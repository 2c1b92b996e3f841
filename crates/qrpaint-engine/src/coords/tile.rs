use super::{Canvas, Rect};

/// How a canvas is divided into per-module tiles.
#[derive(Debug, Copy, Clone, Eq, PartialEq, Hash)]
pub enum TileRule {
    /// Each edge sits at `floor(i * size / n)`, so tiles differ by at most one
    /// pixel and together cover the whole canvas.
    GapFree,
    /// Every tile is `floor(size / n)` wide; the remainder at the far edge is
    /// left uncovered.
    Uniform,
}

/// Tile arithmetic for one `(canvas, module_count)` pair.
///
/// Derived per render call; never stored alongside the matrix.
#[derive(Debug, Copy, Clone, Eq, PartialEq)]
pub struct TileGeometry {
    canvas: Canvas,
    module_count: u32,
}

impl TileGeometry {
    /// # Panics
    /// Panics (debug only) if `module_count` is zero.
    #[inline]
    pub fn new(canvas: Canvas, module_count: usize) -> Self {
        debug_assert!(module_count > 0, "TileGeometry requires at least one module");
        let module_count = u32::try_from(module_count.max(1)).unwrap_or(u32::MAX);
        Self { canvas, module_count }
    }

    #[inline]
    pub fn canvas(&self) -> Canvas {
        self.canvas
    }

    #[inline]
    pub fn module_count(&self) -> u32 {
        self.module_count
    }

    /// Uniform tile width, `floor(width / n)`.
    #[inline]
    pub fn tile_width(&self) -> u32 {
        self.canvas.width / self.module_count
    }

    /// Uniform tile height, `floor(height / n)`.
    #[inline]
    pub fn tile_height(&self) -> u32 {
        self.canvas.height / self.module_count
    }

    #[inline]
    pub fn exact_tile_width(&self) -> f64 {
        f64::from(self.canvas.width) / f64::from(self.module_count)
    }

    #[inline]
    pub fn exact_tile_height(&self) -> f64 {
        f64::from(self.canvas.height) / f64::from(self.module_count)
    }

    /// Pixel rectangle covered by the module at `(row, col)`.
    pub fn cell_rect(&self, row: u32, col: u32, rule: TileRule) -> Rect {
        match rule {
            TileRule::GapFree => {
                let x0 = edge(col, self.canvas.width, self.module_count);
                let x1 = edge(col + 1, self.canvas.width, self.module_count);
                let y0 = edge(row, self.canvas.height, self.module_count);
                let y1 = edge(row + 1, self.canvas.height, self.module_count);
                Rect::new(x0, y0, x1 - x0, y1 - y0)
            }
            TileRule::Uniform => {
                let tw = self.tile_width();
                let th = self.tile_height();
                Rect::new(col * tw, row * th, tw, th)
            }
        }
    }

    /// Area left uncovered by [`TileRule::Uniform`] along each axis.
    #[inline]
    pub fn uniform_remainder(&self) -> (u32, u32) {
        (
            self.canvas.width % self.module_count,
            self.canvas.height % self.module_count,
        )
    }
}

// Computed in u64 so `index * size` cannot overflow for any u32 canvas.
#[inline]
fn edge(index: u32, size: u32, n: u32) -> u32 {
    (u64::from(index) * u64::from(size) / u64::from(n)) as u32
}
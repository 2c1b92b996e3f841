use thiserror::Error;

use qrpaint_engine::EncodingError;

/// Everything a render call can fail with.
///
/// Nothing is retried and nothing partial is returned: on `Err` no output
/// node exists.
#[derive(Error, Debug)]
pub enum RenderError {
    #[error("encoding error: {0}")]
    Encoding(#[from] EncodingError),

    #[error("render size must be positive, got {width}x{height}")]
    InvalidSize { width: u32, height: u32 },

    #[error("cannot allocate a {width}x{height} raster surface")]
    SurfaceAllocation { width: u32, height: u32 },

    #[error("vector document error: {0}")]
    Vector(String),

    #[error("image error: {0}")]
    Image(#[from] image::ImageError),
}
########
*What you need to do*. Scan the material for the string "TileGeometry". Copy each line where it appears.

*Output for this exercise*.
pub struct TileGeometry {
impl TileGeometry {
        debug_assert!(module_count > 0, "TileGeometry requires at least one module");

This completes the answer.